• _Directions_
Give every line of the listing word for word, beginning at the first and including the line with "use ceu_dashboard::common::AppState;" as the last.

• _Source data_
········

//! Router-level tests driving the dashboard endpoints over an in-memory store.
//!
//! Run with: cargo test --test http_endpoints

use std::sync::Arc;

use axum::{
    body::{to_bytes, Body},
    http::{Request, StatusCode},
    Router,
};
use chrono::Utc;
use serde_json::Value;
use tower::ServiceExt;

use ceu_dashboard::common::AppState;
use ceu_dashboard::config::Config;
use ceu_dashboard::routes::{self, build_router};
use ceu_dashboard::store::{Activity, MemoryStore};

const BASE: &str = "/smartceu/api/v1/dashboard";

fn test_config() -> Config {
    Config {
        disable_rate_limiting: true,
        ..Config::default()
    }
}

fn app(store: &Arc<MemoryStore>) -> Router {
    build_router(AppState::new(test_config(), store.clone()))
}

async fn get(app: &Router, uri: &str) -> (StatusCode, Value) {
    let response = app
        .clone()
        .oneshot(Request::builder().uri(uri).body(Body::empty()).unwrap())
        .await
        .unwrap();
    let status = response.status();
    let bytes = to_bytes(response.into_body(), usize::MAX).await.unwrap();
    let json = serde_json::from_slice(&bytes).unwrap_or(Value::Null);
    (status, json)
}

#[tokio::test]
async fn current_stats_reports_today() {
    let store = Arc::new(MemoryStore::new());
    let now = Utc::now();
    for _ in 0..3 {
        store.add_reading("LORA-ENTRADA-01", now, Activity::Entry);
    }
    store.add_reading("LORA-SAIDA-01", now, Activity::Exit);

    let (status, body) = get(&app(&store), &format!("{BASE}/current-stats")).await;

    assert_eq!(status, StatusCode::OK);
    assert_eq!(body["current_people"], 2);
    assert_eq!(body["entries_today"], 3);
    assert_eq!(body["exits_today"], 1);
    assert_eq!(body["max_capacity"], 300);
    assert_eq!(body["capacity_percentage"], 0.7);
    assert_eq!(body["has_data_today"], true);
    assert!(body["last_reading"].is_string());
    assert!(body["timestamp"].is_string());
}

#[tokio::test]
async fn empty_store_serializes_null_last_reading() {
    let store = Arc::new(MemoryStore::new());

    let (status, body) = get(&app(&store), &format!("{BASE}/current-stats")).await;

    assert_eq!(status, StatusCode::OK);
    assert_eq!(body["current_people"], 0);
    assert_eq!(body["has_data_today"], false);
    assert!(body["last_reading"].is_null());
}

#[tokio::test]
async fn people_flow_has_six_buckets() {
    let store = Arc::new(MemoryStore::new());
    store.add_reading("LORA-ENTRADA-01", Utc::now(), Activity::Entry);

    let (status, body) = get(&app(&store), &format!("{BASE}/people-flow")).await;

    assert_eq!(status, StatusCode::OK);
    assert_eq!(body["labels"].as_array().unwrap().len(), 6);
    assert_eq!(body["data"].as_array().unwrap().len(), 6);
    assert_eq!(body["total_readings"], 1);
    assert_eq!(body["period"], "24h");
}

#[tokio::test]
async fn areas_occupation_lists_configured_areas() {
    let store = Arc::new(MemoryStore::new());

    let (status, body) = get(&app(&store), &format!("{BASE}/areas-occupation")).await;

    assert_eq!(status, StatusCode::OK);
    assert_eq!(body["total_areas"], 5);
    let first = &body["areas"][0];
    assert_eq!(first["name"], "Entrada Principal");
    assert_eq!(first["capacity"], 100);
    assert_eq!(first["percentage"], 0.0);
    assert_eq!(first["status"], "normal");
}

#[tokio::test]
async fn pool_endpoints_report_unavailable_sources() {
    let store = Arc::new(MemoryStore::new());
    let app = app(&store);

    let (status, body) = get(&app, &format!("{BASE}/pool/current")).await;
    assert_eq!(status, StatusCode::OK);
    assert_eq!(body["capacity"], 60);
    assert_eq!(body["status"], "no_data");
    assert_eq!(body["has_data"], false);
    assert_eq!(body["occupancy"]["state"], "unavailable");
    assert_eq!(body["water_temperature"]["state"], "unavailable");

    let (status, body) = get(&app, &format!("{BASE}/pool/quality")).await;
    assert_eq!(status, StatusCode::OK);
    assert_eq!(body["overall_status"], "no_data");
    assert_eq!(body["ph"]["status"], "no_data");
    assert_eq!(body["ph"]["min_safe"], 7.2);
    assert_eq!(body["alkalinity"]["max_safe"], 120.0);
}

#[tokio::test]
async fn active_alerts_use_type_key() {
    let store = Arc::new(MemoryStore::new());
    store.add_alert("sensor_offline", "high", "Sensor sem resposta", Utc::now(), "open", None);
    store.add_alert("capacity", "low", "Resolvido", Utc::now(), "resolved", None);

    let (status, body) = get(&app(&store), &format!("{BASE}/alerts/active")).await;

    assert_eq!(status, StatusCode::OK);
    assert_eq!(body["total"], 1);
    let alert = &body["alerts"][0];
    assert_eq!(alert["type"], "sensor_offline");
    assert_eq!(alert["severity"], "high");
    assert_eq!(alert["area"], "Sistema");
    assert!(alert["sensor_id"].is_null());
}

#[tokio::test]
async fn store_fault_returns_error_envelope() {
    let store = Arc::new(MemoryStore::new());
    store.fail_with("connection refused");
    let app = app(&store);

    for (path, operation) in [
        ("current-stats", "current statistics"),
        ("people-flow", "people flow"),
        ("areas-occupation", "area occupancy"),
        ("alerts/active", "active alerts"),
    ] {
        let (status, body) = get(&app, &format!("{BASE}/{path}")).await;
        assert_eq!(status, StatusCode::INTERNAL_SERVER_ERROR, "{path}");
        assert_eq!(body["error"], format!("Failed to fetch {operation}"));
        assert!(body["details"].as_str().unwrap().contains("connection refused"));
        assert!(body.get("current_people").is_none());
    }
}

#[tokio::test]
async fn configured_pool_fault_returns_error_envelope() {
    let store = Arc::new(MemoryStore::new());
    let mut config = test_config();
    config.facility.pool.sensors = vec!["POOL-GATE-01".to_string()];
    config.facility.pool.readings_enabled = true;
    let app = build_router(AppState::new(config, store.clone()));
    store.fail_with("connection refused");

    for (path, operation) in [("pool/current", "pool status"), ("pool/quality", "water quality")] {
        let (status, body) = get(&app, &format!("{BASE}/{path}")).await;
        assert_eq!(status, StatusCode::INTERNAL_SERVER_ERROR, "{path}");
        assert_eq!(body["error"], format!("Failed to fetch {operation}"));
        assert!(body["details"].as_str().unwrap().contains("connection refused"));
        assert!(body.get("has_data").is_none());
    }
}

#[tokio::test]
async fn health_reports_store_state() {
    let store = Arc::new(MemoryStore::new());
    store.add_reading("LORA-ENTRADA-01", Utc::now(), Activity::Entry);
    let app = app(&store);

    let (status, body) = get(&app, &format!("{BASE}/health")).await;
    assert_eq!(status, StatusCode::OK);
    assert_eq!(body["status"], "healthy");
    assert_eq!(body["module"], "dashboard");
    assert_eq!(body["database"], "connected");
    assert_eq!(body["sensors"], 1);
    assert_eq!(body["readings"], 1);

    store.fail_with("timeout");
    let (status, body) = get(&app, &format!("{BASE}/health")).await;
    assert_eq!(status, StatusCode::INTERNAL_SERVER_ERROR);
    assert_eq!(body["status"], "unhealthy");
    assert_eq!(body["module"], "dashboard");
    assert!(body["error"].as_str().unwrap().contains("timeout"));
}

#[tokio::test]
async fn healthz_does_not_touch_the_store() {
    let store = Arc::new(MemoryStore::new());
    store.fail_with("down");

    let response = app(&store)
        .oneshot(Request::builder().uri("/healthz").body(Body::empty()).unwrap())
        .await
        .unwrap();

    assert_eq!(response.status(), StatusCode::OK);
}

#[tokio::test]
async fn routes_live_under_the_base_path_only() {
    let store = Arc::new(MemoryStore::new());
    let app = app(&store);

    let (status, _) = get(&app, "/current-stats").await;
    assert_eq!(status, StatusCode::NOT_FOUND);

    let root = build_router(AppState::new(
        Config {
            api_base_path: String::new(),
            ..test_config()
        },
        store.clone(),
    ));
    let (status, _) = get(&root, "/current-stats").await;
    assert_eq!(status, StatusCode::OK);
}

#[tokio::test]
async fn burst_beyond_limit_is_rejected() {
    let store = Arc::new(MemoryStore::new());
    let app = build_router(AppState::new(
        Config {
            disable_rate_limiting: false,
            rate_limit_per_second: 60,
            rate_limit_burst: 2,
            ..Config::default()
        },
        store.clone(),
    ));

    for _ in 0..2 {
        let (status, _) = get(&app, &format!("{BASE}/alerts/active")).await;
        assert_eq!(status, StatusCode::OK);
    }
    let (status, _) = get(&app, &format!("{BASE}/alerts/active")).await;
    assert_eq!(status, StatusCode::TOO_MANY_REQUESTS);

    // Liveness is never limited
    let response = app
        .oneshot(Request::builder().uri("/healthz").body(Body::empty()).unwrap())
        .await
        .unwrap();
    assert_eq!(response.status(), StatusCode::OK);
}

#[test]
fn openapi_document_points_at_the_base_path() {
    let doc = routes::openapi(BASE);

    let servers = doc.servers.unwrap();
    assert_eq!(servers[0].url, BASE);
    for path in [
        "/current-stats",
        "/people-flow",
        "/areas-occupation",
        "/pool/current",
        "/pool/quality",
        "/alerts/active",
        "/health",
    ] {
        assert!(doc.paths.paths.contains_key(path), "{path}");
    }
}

········

• _Response to the exercise_
//! Router-level tests driving the dashboard endpoints over an in-memory store.
//!
//! Run with: cargo test --test http_endpoints

use std::sync::Arc;

use axum::{
    body::{to_bytes, Body},
    http::{Request, StatusCode},
    Router,
};
use chrono::Utc;
use serde_json::Value;
use tower::ServiceExt;

use ceu_dashboard::common::AppState;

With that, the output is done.